Where a line holds the word "core", count it, then give only the total for the entries below.

(Records for this exercise)

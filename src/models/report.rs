use serde::Serialize;

use crate::models::WorkOrder;

/// A work order after the left joins with the timesheet and the equipment
/// table. `None` marks a work order with no match on that side.
#[derive(Debug, Clone, PartialEq, Serialize)]
pub struct ReportRow {
    pub key: String,
    pub client: String,
    pub intervention_type: String,
    pub location: String,
    pub position: String,
    pub technician: Option<String>,
    pub team: Option<String>,
    pub manufacturer: Option<String>,
    pub status: String,
    pub is_planned: bool,
}

impl ReportRow {
    pub fn from_work_order(wo: &WorkOrder) -> Self {
        Self {
            key: wo.key.clone(),
            client: wo.client.clone(),
            intervention_type: wo.intervention_type.clone(),
            location: wo.location.clone(),
            position: wo.position.clone(),
            technician: None,
            team: None,
            manufacturer: None,
            status: wo.status.clone(),
            is_planned: wo.is_planned,
        }
    }

    pub fn technician_or<'a>(&'a self, missing: &'a str) -> &'a str {
        self.technician.as_deref().unwrap_or(missing)
    }

    pub fn team_or<'a>(&'a self, missing: &'a str) -> &'a str {
        self.team.as_deref().unwrap_or(missing)
    }

    pub fn manufacturer_or<'a>(&'a self, missing: &'a str) -> &'a str {
        self.manufacturer.as_deref().unwrap_or(missing)
    }
}

/// Headline numbers.
#[derive(Debug, Clone, Copy, PartialEq, Serialize)]
pub struct Kpi {
    pub total: usize,
    pub planned: usize,
    pub unplanned: usize,
    /// Percentage of planned work orders, two decimals, 0 when `total == 0`.
    pub rate: f64,
}

/// One stacked segment: distinct work orders for a (team, status) pair.
#[derive(Debug, Clone, PartialEq, Eq, Serialize)]
pub struct ChartBar {
    pub team: String,
    pub status: String,
    pub count: usize,
}

/// Everything the presentation layer needs, produced in one pipeline run.
#[derive(Debug, Clone, PartialEq, Serialize)]
pub struct Report {
    pub kpi: Kpi,
    pub chart: Vec<ChartBar>,
    /// Detail rows sorted by work-order key.
    pub detail: Vec<ReportRow>,
    /// Positions observed in the field extraction (filter options).
    pub positions: Vec<String>,
    /// Manufacturers observed after the join (filter options).
    pub manufacturers: Vec<String>,
    /// Extraction rows dropped because their key was already seen.
    pub duplicate_keys_dropped: usize,
}
use orkpi::config::ColumnConfig;
use orkpi::core::filter::Selection;
use orkpi::core::pipeline::{ReportOptions, ReportRequest, build_report};
use orkpi::errors::AppError;
use orkpi::ingest::table::{Cell, RawTable};
use orkpi::ingest::{InputPaths, load_dataset};
use rust_xlsxwriter::Workbook;
use std::path::Path;

mod common;
use common::{EXTRACTION_CSV, Fixture, write};

#[test]
fn test_csv_delimiters_are_sniffed() {
    let semi = RawTable::from_csv_str("OR;Heures\n1;2\n", "t").unwrap();
    let comma = RawTable::from_csv_str("OR,Heures\n1,2\n", "t").unwrap();
    let tab = RawTable::from_csv_str("OR\tHeures\n1\t2\n", "t").unwrap();

    for table in [&semi, &comma, &tab] {
        assert_eq!(table.headers, vec!["OR", "Heures"]);
        assert_eq!(table.rows[0][1], Cell::Text("2".to_string()));
    }
}

#[test]
fn test_csv_bom_blank_rows_and_header_spaces() {
    let table =
        RawTable::from_csv_str("\u{feff} OR ;Position\u{00A0}\n1;A\n;\n2;B\n", "extraction").unwrap();
    assert_eq!(table.headers, vec!["OR", "Position"]);
    assert_eq!(table.len(), 2);
    assert!(table.column("Position").is_ok());
    assert!(matches!(
        table.column("Localisation"),
        Err(AppError::MissingColumn { .. })
    ));
}

#[test]
fn test_short_rows_read_as_empty() {
    let table = RawTable::from_csv_str("OR;Position;Client\n1;A\n", "t").unwrap();
    let row = &table.rows[0];
    assert_eq!(table.cell(row, 2), &Cell::Empty);
}

fn write_extraction_xlsx(path: &Path) {
    let mut workbook = Workbook::new();
    let ws = workbook.add_worksheet();
    let headers = [
        "OR",
        "Planifié ?",
        "Localisation",
        "Position",
        "Nom client",
        "Type intervention",
    ];
    for (c, h) in headers.iter().enumerate() {
        ws.write(0, c as u16, *h).unwrap();
    }
    // numeric keys, as exported by the ERP
    ws.write(1, 0, 1001.0).unwrap();
    ws.write(1, 1, "Planifié").unwrap();
    ws.write(1, 2, "MO EXTERIEUR").unwrap();
    ws.write(1, 3, "ATELIER").unwrap();
    ws.write(2, 0, 1002.0).unwrap();
    ws.write(2, 1, "Non planifié").unwrap();
    ws.write(2, 2, "MO CVA").unwrap();
    ws.write(2, 3, "ROUTE").unwrap();
    workbook.save(path).unwrap();
}

#[test]
fn test_xlsx_extraction_joins_csv_timesheet() {
    let fx = Fixture::new();
    let xlsx = fx.path("extraction.xlsx");
    write_extraction_xlsx(&xlsx);
    let timesheet = write(
        fx.dir.path(),
        "pointage_num.csv",
        "OR (Numéro);Salarié - Nom;Salarié - Équipe(Nom);Heures\n1001;Dupont;Equipe Nord;3\n",
    );

    let dataset = load_dataset(&InputPaths {
        extraction: Some(xlsx),
        timesheet: Some(timesheet),
        equipment: None,
    })
    .unwrap()
    .expect("both required inputs supplied");

    assert_eq!(dataset.extraction.rows[0][0], Cell::Number(1001.0));

    let report = build_report(&ReportRequest {
        dataset,
        columns: ColumnConfig::default(),
        options: ReportOptions::default(),
        selection: Selection::all(),
    })
    .unwrap();

    assert_eq!(report.kpi.total, 2);
    assert_eq!(report.kpi.rate, 50.0);
    assert_eq!(report.detail[0].key, "1001");
    assert_eq!(report.detail[0].team.as_deref(), Some("Equipe Nord"));
}

#[test]
fn test_missing_required_input_gives_none() {
    let fx = Fixture::new();
    let paths = InputPaths {
        extraction: Some(fx.extraction.clone()),
        timesheet: None,
        equipment: Some(fx.equipment.clone()),
    };
    assert!(load_dataset(&paths).unwrap().is_none());
    assert_eq!(paths.missing(), vec!["timesheet (--timesheet)"]);
}

#[test]
fn test_unsupported_extension() {
    let fx = Fixture::new();
    let pdf = write(fx.dir.path(), "extraction.pdf", EXTRACTION_CSV);
    assert!(matches!(
        RawTable::from_path(&pdf, "extraction"),
        Err(AppError::UnsupportedInput(_))
    ));
}
pub mod colors;
pub mod formatting;
pub mod path;
pub mod table;

pub use formatting::{format_rate, strip_ansi};
//! Path utilities: expand ~ and read extensions.

use std::path::{Path, PathBuf};

pub fn expand_tilde(path: &Path) -> PathBuf {
    if let Some(s) = path.to_str()
        && s.starts_with("~/")
        && let Some(home) = dirs::home_dir()
    {
        return home.join(s.trim_start_matches("~/"));
    }
    path.to_path_buf()
}

/// Lower-case extension, empty when there is none.
pub fn extension_of(path: &Path) -> String {
    path.extension()
        .map(|e| e.to_string_lossy().to_lowercase())
        .unwrap_or_default()
}
use crate::errors::{AppError, AppResult};
use crate::models::{FilterOrder, MasterDuplicates, PlannedMatch, TieBreak};
use serde::{Deserialize, Serialize};
use std::fs;
use std::path::{Path, PathBuf};

pub mod migrate; // use submodule at src/config/migrate.rs

/// Column headers of the work-order extraction.
#[derive(Debug, Clone, PartialEq, Serialize, Deserialize)]
#[serde(default)]
pub struct ExtractionColumns {
    pub key: String,
    pub status: String,
    pub location: String,
    pub position: String,
    pub client: String,
    pub intervention_type: String,
}

impl Default for ExtractionColumns {
    fn default() -> Self {
        Self {
            key: "OR".to_string(),
            status: "Planifié ?".to_string(),
            location: "Localisation".to_string(),
            position: "Position".to_string(),
            client: "Nom client".to_string(),
            intervention_type: "Type intervention".to_string(),
        }
    }
}

/// Column headers of the raw timesheet ("pointage").
#[derive(Debug, Clone, PartialEq, Serialize, Deserialize)]
#[serde(default)]
pub struct TimesheetColumns {
    pub key: String,
    pub employee: String,
    pub team: String,
    pub hours: String,
}

impl Default for TimesheetColumns {
    fn default() -> Self {
        Self {
            key: "OR (Numéro)".to_string(),
            employee: "Salarié - Nom".to_string(),
            team: "Salarié - Équipe(Nom)".to_string(),
            hours: "Heures".to_string(),
        }
    }
}

/// Column headers of the equipment table.
#[derive(Debug, Clone, PartialEq, Serialize, Deserialize)]
#[serde(default)]
pub struct EquipmentColumns {
    pub key: String,
    pub manufacturer: String,
}

impl Default for EquipmentColumns {
    fn default() -> Self {
        Self {
            key: "N° OR (Segment)".to_string(),
            manufacturer: "Constructeur de l'équipement".to_string(),
        }
    }
}

#[derive(Debug, Clone, Default, PartialEq, Serialize, Deserialize)]
#[serde(default)]
pub struct ColumnConfig {
    pub extraction: ExtractionColumns,
    pub timesheet: TimesheetColumns,
    pub equipment: EquipmentColumns,
}

#[derive(Debug, Clone, PartialEq, Serialize, Deserialize)]
pub struct Config {
    #[serde(default)]
    pub columns: ColumnConfig,
    #[serde(default = "default_planned_label")]
    pub planned_label: String,
    #[serde(default = "default_planned_marker")]
    pub planned_marker: String,
    #[serde(default)]
    pub planned_match: PlannedMatch,
    #[serde(default)]
    pub tie_break: TieBreak,
    #[serde(default)]
    pub filter_order: FilterOrder,
    #[serde(default)]
    pub master_duplicates: MasterDuplicates,
    /// Locations that make a work order a "field" one. Empty = keep all.
    #[serde(default = "default_field_locations")]
    pub field_locations: Vec<String>,
    #[serde(default = "default_missing_label")]
    pub missing_label: String,
    /// Maximum detail rows printed by `report` (0 = all).
    #[serde(default = "default_detail_limit")]
    pub detail_limit: usize,
}

fn default_planned_label() -> String {
    "Planifié".to_string()
}
fn default_planned_marker() -> String {
    "PLANIF".to_string()
}
fn default_field_locations() -> Vec<String> {
    vec!["MO EXTERIEUR".to_string(), "MO CVA".to_string()]
}
fn default_missing_label() -> String {
    "(none)".to_string()
}
fn default_detail_limit() -> usize {
    50
}

impl Default for Config {
    fn default() -> Self {
        Self {
            columns: ColumnConfig::default(),
            planned_label: default_planned_label(),
            planned_marker: default_planned_marker(),
            planned_match: PlannedMatch::default(),
            tie_break: TieBreak::default(),
            filter_order: FilterOrder::default(),
            master_duplicates: MasterDuplicates::default(),
            field_locations: default_field_locations(),
            missing_label: default_missing_label(),
            detail_limit: default_detail_limit(),
        }
    }
}

impl Config {
    /// Return the standard configuration directory depending on the platform
    pub fn config_dir() -> PathBuf {
        if cfg!(target_os = "windows") {
            dirs::config_dir()
                .unwrap_or_else(|| PathBuf::from("."))
                .join("orkpi")
        } else {
            dirs::home_dir()
                .unwrap_or_else(|| PathBuf::from("."))
                .join(".orkpi")
        }
    }

    /// Return the full path of the default config file
    pub fn config_file() -> PathBuf {
        Self::config_dir().join("orkpi.conf")
    }

    /// Config path in use: explicit override or the platform default.
    pub fn resolve_path(custom: Option<&Path>) -> PathBuf {
        custom
            .map(Path::to_path_buf)
            .unwrap_or_else(Self::config_file)
    }

    /// Load configuration from file, or return defaults if not found
    pub fn load(path: &Path) -> AppResult<Self> {
        if !path.exists() {
            tracing::debug!(path = %path.display(), "no config file, using defaults");
            return Ok(Self::default());
        }

        let content = fs::read_to_string(path).map_err(|_| AppError::ConfigLoad)?;
        let cfg: Config = serde_yaml::from_str(&content)?;
        tracing::debug!(path = %path.display(), "configuration loaded");
        Ok(cfg)
    }

    pub fn save(&self, path: &Path) -> AppResult<()> {
        if let Some(dir) = path.parent()
            && !dir.as_os_str().is_empty()
        {
            fs::create_dir_all(dir).map_err(|_| AppError::ConfigSave)?;
        }

        let yaml = serde_yaml::to_string(self)?;
        fs::write(path, yaml).map_err(|_| AppError::ConfigSave)?;
        Ok(())
    }

    /// Write a default configuration file. Existing files are kept unless
    /// `force` is set. Returns `true` when a file was written.
    pub fn init(path: &Path, force: bool) -> AppResult<bool> {
        if path.exists() && !force {
            return Ok(false);
        }
        Self::default().save(path)?;
        Ok(true)
    }
}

(End Records for this exercise)

Finished exercise: 2